For the parallel session, I chose to discuss the paper Collaborative Learning in Computing Education: Faculty Perspectives and Practices, by Sharon Mason at Rochester Institute of Technology. She examined an immense amount of course design materials from seven instructors. All seven modeled social constructivism, giving hints, coaching, guiding, facilitating, and modeling behavior. But collaboration policy varied; three required collaboration and four disallowed it. The paper surfaced challenging tensions between cheating and collaboration.

I joined a small group to discuss Sharon Mason’s paper on teacher perspectives in collaboration (faces blurred).

During the break, I joined a just-in-time birds of a feather on assessments and met about fifteen people who are interested in the challenges of measuring student learning and the tensions between measurement, collaboration, and support. There was such an interesting diversity of perspectives in the room: students sharing their experiences, teachers discussing the tensions, and researchers in educational measurement, all trying to find a path through challenging constraints.

The birds of a feather session was popular, bringing together scholars from across the world (faces blurred).

The last session of the day was a poster session, with 17 presenters. We set it up in Discord with a “Posters” category and 17 distinct voice channels, each allowing the presenter to stream their content and for attendees to freely mingle between channels. Aside from some challenges with streaming, and some confusion about where to find poster PDFs on the program, it actually worked quite well. I bounced between 5 different posters, lurked in some, asked some presenters questions, all the while being able to see the same distribution of attention as in a poster session, with some very popular posters attracting a couple dozen, and others with authors with no one to talk to.

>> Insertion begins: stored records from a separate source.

use crate::error::{GeometryError, Result};
use crate::geometry::Ray;
use crate::math::{flush_cancellation, solve_quadratic, Point2, Vector2};

/// A general conic in the plane.
///
/// `f(x, y) = A x^2 + B y^2 + C x y + D x + E y + F`
///
/// The zero set of `f` is the surface. Points with `f < 0` are on its
/// negative side.
#[derive(Debug, Clone, Copy, PartialEq)]
pub struct QuadraticSurface {
    a: f64,
    b: f64,
    c: f64,
    d: f64,
    e: f64,
    f: f64,
}

impl QuadraticSurface {
    /// Creates a conic from its six coefficients.
    ///
    /// # Errors
    ///
    /// Returns an error if every coefficient is zero or any is not finite.
    #[allow(clippy::many_single_char_names)]
    pub fn new(a: f64, b: f64, c: f64, d: f64, e: f64, f: f64) -> Result<Self> {
        let coefficients = [a, b, c, d, e, f];
        if coefficients.iter().any(|k| !k.is_finite()) {
            return Err(
                GeometryError::Degenerate("conic coefficients must be finite".into()).into(),
            );
        }
        if coefficients.iter().all(|k| *k == 0.0) {
            return Err(GeometryError::Degenerate("all conic coefficients are zero".into()).into());
        }
        Ok(Self { a, b, c, d, e, f })
    }

    /// Creates a conic from `[A, B, C, D, E, F]`.
    ///
    /// # Errors
    ///
    /// Returns an error if every coefficient is zero or any is not finite.
    pub fn from_coefficients(k: [f64; 6]) -> Result<Self> {
        Self::new(k[0], k[1], k[2], k[3], k[4], k[5])
    }

    /// Circle `(x - cx)^2 + (y - cy)^2 - r^2`, negative inside.
    ///
    /// # Errors
    ///
    /// Returns an error if the radius is not positive and finite.
    pub fn circle(center: Point2, radius: f64) -> Result<Self> {
        Self::ellipse(center, radius, radius)
    }

    /// Axis-aligned ellipse `((x - cx) / rx)^2 + ((y - cy) / ry)^2 - 1`,
    /// negative inside.
    ///
    /// # Errors
    ///
    /// Returns an error if either semi-axis is not positive and finite.
    pub fn ellipse(center: Point2, rx: f64, ry: f64) -> Result<Self> {
        if !(rx > 0.0 && ry > 0.0 && rx.is_finite() && ry.is_finite()) {
            return Err(
                GeometryError::Degenerate("ellipse semi-axes must be positive".into()).into(),
            );
        }
        let ia = 1.0 / (rx * rx);
        let ib = 1.0 / (ry * ry);
        Self::new(
            ia,
            ib,
            0.0,
            -2.0 * center.x * ia,
            -2.0 * center.y * ib,
            center.x * center.x * ia + center.y * center.y * ib - 1.0,
        )
    }

    /// Line `a x + b y + c`.
    ///
    /// # Errors
    ///
    /// Returns an error if `a` and `b` are both zero.
    pub fn line(a: f64, b: f64, c: f64) -> Result<Self> {
        if a == 0.0 && b == 0.0 {
            return Err(GeometryError::Degenerate("line normal is zero".into()).into());
        }
        Self::new(0.0, 0.0, 0.0, a, b, c)
    }

    /// Vertical line `x - x0`, negative for `x < x0`.
    ///
    /// # Errors
    ///
    /// Returns an error if `x0` is not finite.
    pub fn x_plane(x0: f64) -> Result<Self> {
        Self::new(0.0, 0.0, 0.0, 1.0, 0.0, -x0)
    }

    /// Horizontal line `y - y0`, negative for `y < y0`.
    ///
    /// # Errors
    ///
    /// Returns an error if `y0` is not finite.
    pub fn y_plane(y0: f64) -> Result<Self> {
        Self::new(0.0, 0.0, 0.0, 0.0, 1.0, -y0)
    }

    /// Returns `[A, B, C, D, E, F]`.
    #[must_use]
    pub fn coefficients(&self) -> [f64; 6] {
        [self.a, self.b, self.c, self.d, self.e, self.f]
    }

    /// Evaluates the implicit function at `p`.
    #[must_use]
    pub fn evaluate(&self, p: &Point2) -> f64 {
        let (x, y) = (p.x, p.y);
        self.a * x * x + self.b * y * y + self.c * x * y + self.d * x + self.e * y + self.f
    }

    /// Gradient of the implicit function at `p`. Points toward increasing `f`.
    #[must_use]
    pub fn gradient(&self, p: &Point2) -> Vector2 {
        Vector2::new(
            2.0 * self.a * p.x + self.c * p.y + self.d,
            2.0 * self.b * p.y + self.c * p.x + self.e,
        )
    }

    /// Returns the ray parameters `t >= 0` where the ray meets the conic, ascending.
    ///
    /// Substituting `P(t)` into `f` gives `a t^2 + b t + c` with
    /// `a = A dx^2 + B dy^2 + C dx dy`,
    /// `b = 2A ox dx + 2B oy dy + C (ox dy + oy dx) + D dx + E dy`,
    /// `c = f(origin)`.
    /// A coefficient that is only rounding residue of its own terms is
    /// treated as zero. A tangent ray yields a single parameter.
    ///
    /// # Errors
    ///
    /// Returns [`GeometryError::Degenerate`] if the ray lies entirely on the conic.
    pub fn intersect(&self, ray: &Ray) -> Result<Vec<f64>> {
        let o = ray.origin();
        let d = ray.direction();

        let qa_terms = [
            self.a * d.x * d.x,
            self.b * d.y * d.y,
            self.c * d.x * d.y,
        ];
        let qb_terms = [
            2.0 * self.a * o.x * d.x,
            2.0 * self.b * o.y * d.y,
            self.c * o.x * d.y,
            self.c * o.y * d.x,
            self.d * d.x,
            self.e * d.y,
        ];
        let qc_terms = [
            self.a * o.x * o.x,
            self.b * o.y * o.y,
            self.c * o.x * o.y,
            self.d * o.x,
            self.e * o.y,
            self.f,
        ];

        let qa = flush_cancellation(qa_terms.iter().sum(), magnitude(&qa_terms));
        let qb = flush_cancellation(qb_terms.iter().sum(), magnitude(&qb_terms));
        let qc = flush_cancellation(qc_terms.iter().sum(), magnitude(&qc_terms));

        let mut roots = solve_quadratic(qa, qb, qc)?;
        roots.retain(|t| *t >= 0.0);
        Ok(roots)
    }
}

fn magnitude(terms: &[f64]) -> f64 {
    terms.iter().map(|t| t.abs()).sum()
}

In some ways, it was better than a real poster session, because when I entered a channel, I wasn’t in a loud room full of distractions and food, just the authors and other interested people.

The first Discord poster session, showing me at Thuc Nhi’s poster, and >150 other attendees at other posters.

I chaired the closing session in Zoom, where we had about a third of the attendees, and shared some highlights from the day: we were up to 319 registrations, we had a pleasant mixer with attendees from Europe, the community had created new channels to organize and meet, and we had an exciting Day 3 coming, with doctoral consortium speakers, more papers, and an Asia social.

A Zoom screenshot of Jean Salac giving her elevator pitch.
Jean presents a perfectly polished pitch.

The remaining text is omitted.